◆ PROBLEM DETAILS ◆
Check every line of the entries below for the word "withdraw", then give only the number of lines that have it.

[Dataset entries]

_ _ _

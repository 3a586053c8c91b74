//! Script templates for account creation and token transfers.

use crate::crypto::AccountKey;
use crate::error::LoadResult;
use crate::factory::{CadenceValue, TransactionFactory, UFix64};
use crate::types::{Address, Transaction};

const FUNGIBLE_TOKEN: &str = "FUNGIBLE_TOKEN";
const FLOW_TOKEN: &str = "FLOW_TOKEN";

const CREATE_ACCOUNT_TEMPLATE: &str = r#"
import FungibleToken from 0xFUNGIBLE_TOKEN
import FlowToken from 0xFLOW_TOKEN

transaction(key: String, amount: UFix64) {
    prepare(signer: AuthAccount) {
        let account = AuthAccount(payer: signer)
        account.addPublicKey(key.decodeHex())

        let vault = signer.borrow<&FlowToken.Vault>(from: /storage/flowTokenVault)
            ?? panic("missing sender vault")
        let receiver = account.getCapability(/public/flowTokenReceiver)
            .borrow<&{FungibleToken.Receiver}>()
            ?? panic("missing receiver capability")

        receiver.deposit(from: <-vault.withdraw(amount: amount))
    }
}
"#;

const TRANSFER_TEMPLATE: &str = r#"
import FungibleToken from 0xFUNGIBLE_TOKEN
import FlowToken from 0xFLOW_TOKEN

transaction(amount: UFix64, to: Address) {
    let sentVault: @FungibleToken.Vault

    prepare(signer: AuthAccount) {
        let vault = signer.borrow<&FlowToken.Vault>(from: /storage/flowTokenVault)
            ?? panic("missing sender vault")
        self.sentVault <- vault.withdraw(amount: amount)
    }

    execute {
        let receiver = getAccount(to)
            .getCapability(/public/flowTokenReceiver)
            .borrow<&{FungibleToken.Receiver}>()
            ?? panic("missing receiver capability")
        receiver.deposit(from: <-self.sentVault)
    }
}
"#;

fn bind(template: &str, fungible_token: Address, flow_token: Address) -> String {
    template
        .replace(FUNGIBLE_TOKEN, &fungible_token.to_hex_unprefixed())
        .replace(FLOW_TOKEN, &flow_token.to_hex_unprefixed())
}

/// A [`TransactionFactory`] built from script templates bound to the token
/// contract addresses of one network.
///
/// # Example
///
/// ```rust
/// use txn_loadgen::factory::{ScriptLibrary, TransactionFactory};
/// use txn_loadgen::types::Address;
///
/// let library = ScriptLibrary::new(
///     Address::from_hex("0xee82856bf20e2aa6").unwrap(),
///     Address::from_hex("0x0ae53cb6e3f42a79").unwrap(),
/// );
/// let txn = library.transfer(Address::from_hex("0x01").unwrap(), 10).unwrap();
/// assert_eq!(txn.arguments.len(), 2);
/// ```
#[derive(Debug, Clone)]
pub struct ScriptLibrary {
    create_account: String,
    transfer: String,
}

impl ScriptLibrary {
    /// Binds the templates to the given contract addresses.
    pub fn new(fungible_token: Address, flow_token: Address) -> Self {
        Self {
            create_account: bind(CREATE_ACCOUNT_TEMPLATE, fungible_token, flow_token),
            transfer: bind(TRANSFER_TEMPLATE, fungible_token, flow_token),
        }
    }
}

impl TransactionFactory for ScriptLibrary {
    fn create_account(&self, key: &AccountKey, initial_balance: u64) -> LoadResult<Transaction> {
        let key = CadenceValue::String(hex::encode(key.encode()));
        let amount = CadenceValue::UFix64(UFix64::from_parts(initial_balance, 0)?);
        Ok(Transaction::new()
            .with_script(self.create_account.as_bytes())
            .with_argument(key.encode()?)
            .with_argument(amount.encode()?))
    }

    fn transfer(&self, to: Address, amount: u64) -> LoadResult<Transaction> {
        let amount = CadenceValue::UFix64(UFix64::from_parts(0, amount)?);
        let to = CadenceValue::Address(to);
        Ok(Transaction::new()
            .with_script(self.transfer.as_bytes())
            .with_argument(amount.encode()?)
            .with_argument(to.encode()?))
    }
}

_ _ _

◆ TASK OUTPUT ◆
2